The currently agreed upon value for E_D_TOV is 2 seconds. Typical
tape driver software uses a ULP value of 10 minutes to enable
normal tape device operation. Timeout values vary widely depending
on the environment.

The use of the ULP timeout for routine error detection is not acceptable
because it is too long. The use of the E_D_TOV timeout is acceptable
assuming that errors occur at no more than once very four seconds
(or some similar small integer multiple of E_D_TOV).
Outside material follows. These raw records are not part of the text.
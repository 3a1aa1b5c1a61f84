use std::net::IpAddr;

use axum::http::Request;
use axum_extra::headers::{Authorization, HeaderMapExt, authorization::Bearer};
use http::Method;
use tower_governor::{
    GovernorError,
    key_extractor::{KeyExtractor, SmartIpKeyExtractor},
};

use crate::core::jwt_auth::jwt_auth::decode_jwt;

/// Rate-limit key: the bearer identity when the token is valid, the client
/// IP otherwise.
#[derive(Debug, Clone)]
pub struct BearerOrSmartIpKeyExtractor;

#[derive(Debug, Hash, Eq, PartialEq, Clone, strum_macros::Display)]
pub enum RequestKey {
    Bearer(String, Method, String), // token, method, path
    Ip(IpAddr, Method, String),     // ip, method, path
}

impl KeyExtractor for BearerOrSmartIpKeyExtractor {
    type Key = RequestKey;

    fn extract<B>(&self, req: &Request<B>) -> Result<Self::Key, GovernorError> {
        let method = req.method().clone();
        let path = req.uri().path().to_string();

        if let Some(auth) = req.headers().typed_get::<Authorization<Bearer>>() {
            let token = auth.token();
            if decode_jwt(token).is_ok() {
                return Ok(RequestKey::Bearer(token.to_string(), method, path));
            }
        }

        let ip = SmartIpKeyExtractor.extract(req)?;
        Ok(RequestKey::Ip(ip, method, path))
    }

    fn key_name(&self, key: &Self::Key) -> Option<String> {
        Some(format!("{key}"))
    }

    fn name(&self) -> &'static str {
        "BearerOrSmartIpKeyExtractor"
    }
}
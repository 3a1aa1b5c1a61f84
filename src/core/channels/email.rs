use async_trait::async_trait;
use serde_json::json;

use crate::config::APP_CONFIG;
use crate::core::channels::{ChannelSender, Recipient, SendOutcome};
use crate::enums::NotificationChannel;
use crate::models::notifications::Notification;

/// Renders a small HTML message and posts it to the transactional email
/// API. Recipients without an email on file are skipped.
pub struct EmailSender {
    http: reqwest::Client,
    api_url: String,
    api_key: String,
    sender: String,
}

impl EmailSender {
    pub fn new() -> Self {
        Self {
            http: reqwest::Client::new(),
            api_url: APP_CONFIG.email_api_url.clone(),
            api_key: APP_CONFIG.email_api_key.clone(),
            sender: APP_CONFIG.email_sender.clone(),
        }
    }
}

pub fn render_html(recipient: &Recipient, notification: &Notification) -> String {
    let greeting = if recipient.display_name.is_empty() {
        "Hola".to_string()
    } else {
        format!("Hola {}", recipient.display_name)
    };

    format!(
        "<html><body>\
         <p>{greeting},</p>\
         <h3>{}</h3>\
         <p>{}</p>\
         <p style=\"color:#888;font-size:12px\">Este es un mensaje automático, no respondas a este correo.</p>\
         </body></html>",
        notification.kind.title(),
        notification.body,
    )
}

#[async_trait]
impl ChannelSender for EmailSender {
    fn channel(&self) -> NotificationChannel {
        NotificationChannel::Email
    }

    async fn send(&self, recipient: &Recipient, notification: &Notification) -> SendOutcome {
        let Some(email) = recipient.email.as_deref() else {
            return SendOutcome::Skipped;
        };

        let payload = json!({
            "from": self.sender,
            "to": email,
            "subject": notification.kind.title(),
            "html": render_html(recipient, notification),
        });

        let response = self
            .http
            .post(&self.api_url)
            .bearer_auth(&self.api_key)
            .json(&payload)
            .send()
            .await;

        match response {
            Ok(response) if response.status().is_success() => SendOutcome::Delivered,
            Ok(response) => {
                SendOutcome::Failed(format!("email API returned status {}", response.status()))
            }
            Err(e) => SendOutcome::Failed(format!("email API request failed: {e}")),
        }
    }
}

#[cfg(test)]
mod tests {
    use crate::enums::{NotificationKind, NotificationPriority};

    use super::*;

    #[test]
    fn html_includes_greeting_title_and_body() {
        let recipient = Recipient {
            user_id: "u1".to_string(),
            display_name: "Ana".to_string(),
            email: Some("ana@example.com".to_string()),
            phone: None,
        };
        let notification = Notification::new(
            "u1".to_string(),
            NotificationKind::Task,
            "Entregar el ensayo antes del viernes".to_string(),
            NotificationPriority::High,
            None,
            None,
            None,
        );

        let html = render_html(&recipient, &notification);
        assert!(html.contains("Hola Ana"));
        assert!(html.contains("Nueva tarea"));
        assert!(html.contains("Entregar el ensayo antes del viernes"));
    }

    #[test]
    fn greeting_falls_back_without_display_name() {
        let recipient = Recipient::bare("u1");
        let notification = Notification::new(
            "u1".to_string(),
            NotificationKind::System,
            "Mantenimiento programado".to_string(),
            NotificationPriority::Low,
            None,
            None,
            None,
        );

        assert!(render_html(&recipient, &notification).contains("<p>Hola,</p>"));
    }
}
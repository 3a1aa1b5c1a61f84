use crate::config::APP_CONFIG;
use tracing_subscriber::{layer::SubscriberExt, util::SubscriberInitExt};

pub fn init_standard_tracing(crate_name: &str) {
    let level: &String = &APP_CONFIG.log_level;
    tracing_subscriber::registry()
        .with(
            tracing_subscriber::EnvFilter::try_from_default_env()
                .unwrap_or_else(|_| format!("{crate_name}={level},tower_http={level}").into()),
        )
        .with(tracing_subscriber::fmt::layer().event_format(tracing_subscriber::fmt::format()))
        .init();
}
use mongodb::Database;
use tokio::sync::OnceCell;
use wither::mongodb;

use crate::config::APP_CONFIG;

static CONNECTION: OnceCell<Database> = OnceCell::const_new();

pub async fn connection() -> &'static Database {
    CONNECTION
        .get_or_init(|| async {
            let db_uri = &APP_CONFIG.database_uri;
            let db_name = &APP_CONFIG.database_name;

            mongodb::Client::with_uri_str(db_uri)
                .await
                .expect("Failed to initialize MongoDB connection")
                .database(db_name)
        })
        .await
}
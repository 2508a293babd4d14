use nalgebra::Matrix4;
use std::io::{self, Write};

const HELP_LINES: [&str; 12] = [
    "Controls:",
    "Arrows - Move X/Y",
    "PgUp/PgDn - Move Z",
    "Q/E - Rotate X",
    "W/S - Rotate Y",
    "A/D - Rotate Z",
    "+/- - Scale",
    "1,2,3 - Views",
    "ESC - Main view",
    "R - Reset transform",
    "H - Show this help",
    "M - Show matrix",
];

/// Fixed help listing, framed by header and footer lines.
pub fn help_text() -> String {
    let mut text = String::from("\n=== HELP ===\n");
    for line in HELP_LINES {
        text.push_str(line);
        text.push('\n');
    }
    text.push_str("============\n");
    text
}

/// The matrix row by row, each value right-aligned in a 7-wide field with 3 decimals.
pub fn format_matrix(matrix: &Matrix4<f32>) -> String {
    let mut text = String::from("\n=== TRANSFORM MATRIX ===\n");
    for row in matrix.row_iter() {
        let cells: Vec<String> = row.iter().map(|v| format!("{:7.3}", v)).collect();
        text.push_str(&cells.join(" "));
        text.push('\n');
    }
    text.push_str("=====================\n");
    text
}

pub fn print_help<W: Write>(out: &mut W) -> io::Result<()> {
    out.write_all(help_text().as_bytes())?;
    out.flush()
}

pub fn print_matrix<W: Write>(out: &mut W, matrix: &Matrix4<f32>) -> io::Result<()> {
    out.write_all(format_matrix(matrix).as_bytes())?;
    out.flush()
}
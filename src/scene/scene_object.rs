use crate::core::math::transform::{Axis, TransformFactory};
use crate::scene::mesh::PolygonMesh;
use nalgebra::{Matrix4, Point3, Vector3};

/// The interactive object: fixed geometry plus an accumulated local-to-world transform.
///
/// Every operation left-multiplies its matrix onto the accumulated one, so transforms
/// are applied in world space, not in the object's current local frame.
#[derive(Debug, Clone)]
pub struct SceneObject {
    pub mesh: PolygonMesh,
    transform: Matrix4<f32>,
}

impl SceneObject {
    pub fn new(mesh: PolygonMesh) -> Self {
        Self {
            mesh,
            transform: Matrix4::identity(),
        }
    }

    pub fn transform(&self) -> &Matrix4<f32> {
        &self.transform
    }

    /// M' = T(dx, dy, dz) * M
    pub fn translate(&mut self, dx: f32, dy: f32, dz: f32) {
        self.transform = TransformFactory::translation(&Vector3::new(dx, dy, dz)) * self.transform;
    }

    /// M' = R_axis(angle) * M
    pub fn rotate(&mut self, axis: Axis, angle_deg: f32) {
        self.transform = TransformFactory::rotation_about(axis, angle_deg) * self.transform;
    }

    /// M' = S(f, f, f) * M. A factor of 0 collapses the object; it is not special-cased.
    pub fn scale(&mut self, factor: f32) {
        self.transform = TransformFactory::scaling(factor) * self.transform;
    }

    pub fn reset(&mut self) {
        self.transform = Matrix4::identity();
    }

    /// Mesh vertices placed in world space by the current transform.
    pub fn world_vertices(&self) -> Vec<Point3<f32>> {
        self.mesh
            .vertices()
            .iter()
            .map(|v| self.transform.transform_point(v))
            .collect()
    }
}
use crate::core::color::{OUTLINE, to_0rgb};
use crate::core::framebuffer::FrameBuffer;
use crate::core::rasterizer::DepthOffset;
use crate::pipeline::commands::{
    AXIS_LINE_WIDTH, DrawCommand, GRID_LINE_WIDTH, OUTLINE_LINE_WIDTH, SceneBuffers,
};
use crate::scene::camera::{Camera, ViewSelection};
use crate::scene::scene_object::SceneObject;
use crate::scene::viewport::{ViewportPass, layout};
use nalgebra::Vector3;

/// Colors and sizes that are not part of the object itself.
#[derive(Debug, Clone, PartialEq)]
pub struct RenderStyle {
    pub background: Vector3<f32>,
    pub grid_color: Vector3<f32>,
    pub axis_length: f32,
}

impl Default for RenderStyle {
    fn default() -> Self {
        Self {
            background: Vector3::new(0.15, 0.15, 0.15),
            grid_color: Vector3::new(0.2, 0.2, 0.2),
            axis_length: 5.0,
        }
    }
}

/// Builds the full command list of one frame from the current object state and view selection.
///
/// Pure: the object is only read, and nothing is kept between calls.
pub fn render<'a>(
    object: &SceneObject,
    buffers: &'a SceneBuffers,
    selection: ViewSelection,
    surface_width: usize,
    surface_height: usize,
    style: &RenderStyle,
) -> Vec<DrawCommand<'a>> {
    let passes = layout(selection, surface_width, surface_height);
    let mut commands = Vec::with_capacity(1 + passes.len() * 5);
    commands.push(DrawCommand::Clear {
        color: style.background,
    });
    for pass in &passes {
        commands.extend(viewport_pass_commands(object, buffers, pass));
    }
    commands
}

/// Axes, grid, filled faces, then face outlines, for one viewport.
pub fn viewport_pass_commands<'a>(
    object: &SceneObject,
    buffers: &'a SceneBuffers,
    pass: &ViewportPass,
) -> [DrawCommand<'a>; 5] {
    let camera = Camera::new(pass.view, pass.projection, &pass.viewport);
    let view_proj = camera.view_projection();
    let object_mvp = view_proj * object.transform();

    [
        DrawCommand::SetViewport(pass.viewport),
        DrawCommand::Lines {
            mvp: view_proj,
            vertices: &buffers.axes,
            width: AXIS_LINE_WIDTH,
        },
        DrawCommand::Lines {
            mvp: view_proj,
            vertices: &buffers.grid,
            width: GRID_LINE_WIDTH,
        },
        DrawCommand::FillPolygons {
            mvp: object_mvp,
            polygons: &buffers.faces,
            depth_offset: Some(DepthOffset::default()),
        },
        DrawCommand::OutlinePolygons {
            mvp: object_mvp,
            polygons: &buffers.faces,
            color: OUTLINE,
            width: OUTLINE_LINE_WIDTH,
        },
    ]
}

/// Packs the framebuffer into the window's 0RGB pixel buffer.
pub fn present_to_buffer(framebuffer: &FrameBuffer, buffer: &mut [u32]) {
    for (dst_row, src_row) in buffer.chunks_mut(framebuffer.width.max(1)).zip(framebuffer.rows()) {
        for (pixel, color) in dst_row.iter_mut().zip(src_row) {
            *pixel = to_0rgb(*color);
        }
    }
}
pub mod color;
pub mod framebuffer;
pub mod geometry;
pub mod math;
pub mod rasterizer;
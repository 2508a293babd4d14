use nalgebra::{Point3, Vector3};

/// A planar polygon of the object: vertex indices in winding order plus a flat RGB color.
#[derive(Debug, Clone, PartialEq)]
pub struct Face {
    /// Indices into the owning mesh's vertex list.
    pub indices: Vec<usize>,
    /// Flat color, channels in [0, 1].
    pub color: Vector3<f32>,
}

impl Face {
    pub fn new(indices: Vec<usize>, color: Vector3<f32>) -> Self {
        Self { indices, color }
    }
}

/// Line-list vertex: position plus per-vertex color.
#[derive(Debug, Clone, Copy, PartialEq)]
pub struct LineVertex {
    pub position: Point3<f32>,
    pub color: Vector3<f32>,
}

impl LineVertex {
    pub fn new(position: Point3<f32>, color: Vector3<f32>) -> Self {
        Self { position, color }
    }
}

/// A face resolved against its vertex list, ready to be drawn.
#[derive(Debug, Clone, PartialEq)]
pub struct FlatPolygon {
    pub positions: Vec<Point3<f32>>,
    pub color: Vector3<f32>,
}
3.9. The proposals discussed below do not attempt to do any special
handling for errors that are detected by the protocol. There are only
two cases:

	i. Frames delivered (perhaps out of order) with valid EDCs,
	a proper set of sequence IDs and sequence counts within
	a given sequence, and all other frame parameters valid.
	These are "valid frames".

	ii. Frames delivered with invalid EDC, or incorrectly addressed,
	or not delivered within the applicable timeout (usually E_D_TOV),
	or with some other invalid frame parameter. These frames
	are eventually discarded, and are considered "invalid frames",
	"undelivered frames", or "lost frames".

3.10. In order to send a sequence, a device must own "sequence
initiative" (SI). Sequence initiative is transferred from one device
to the other by a bit in the last frame of the sequence.
See section 24.6.3 ff of FC-PH for a description of this feature.
Note particularly the difference between the use of SI in Class 2
compared to Class 3.

3.11. Sequence streaming is when the originator sends sequences
before receiving the ACKs for all previous sequences. Note that
if out-of-order delivery is allowed, sequence streaming may impose
substantial buffer management difficulties on the sequence recipient.
[Also it's not so obvious that the Class 3 proposal below can handle
sequence streaming.]

Sequence streaming doesn't have anything to do with "streaming" in
the tape drive sense.

-----

II. Possible Solutions

This section describes a possible Class 2 solution, a possible
Class 3 solution, and a list of some pros and cons for each.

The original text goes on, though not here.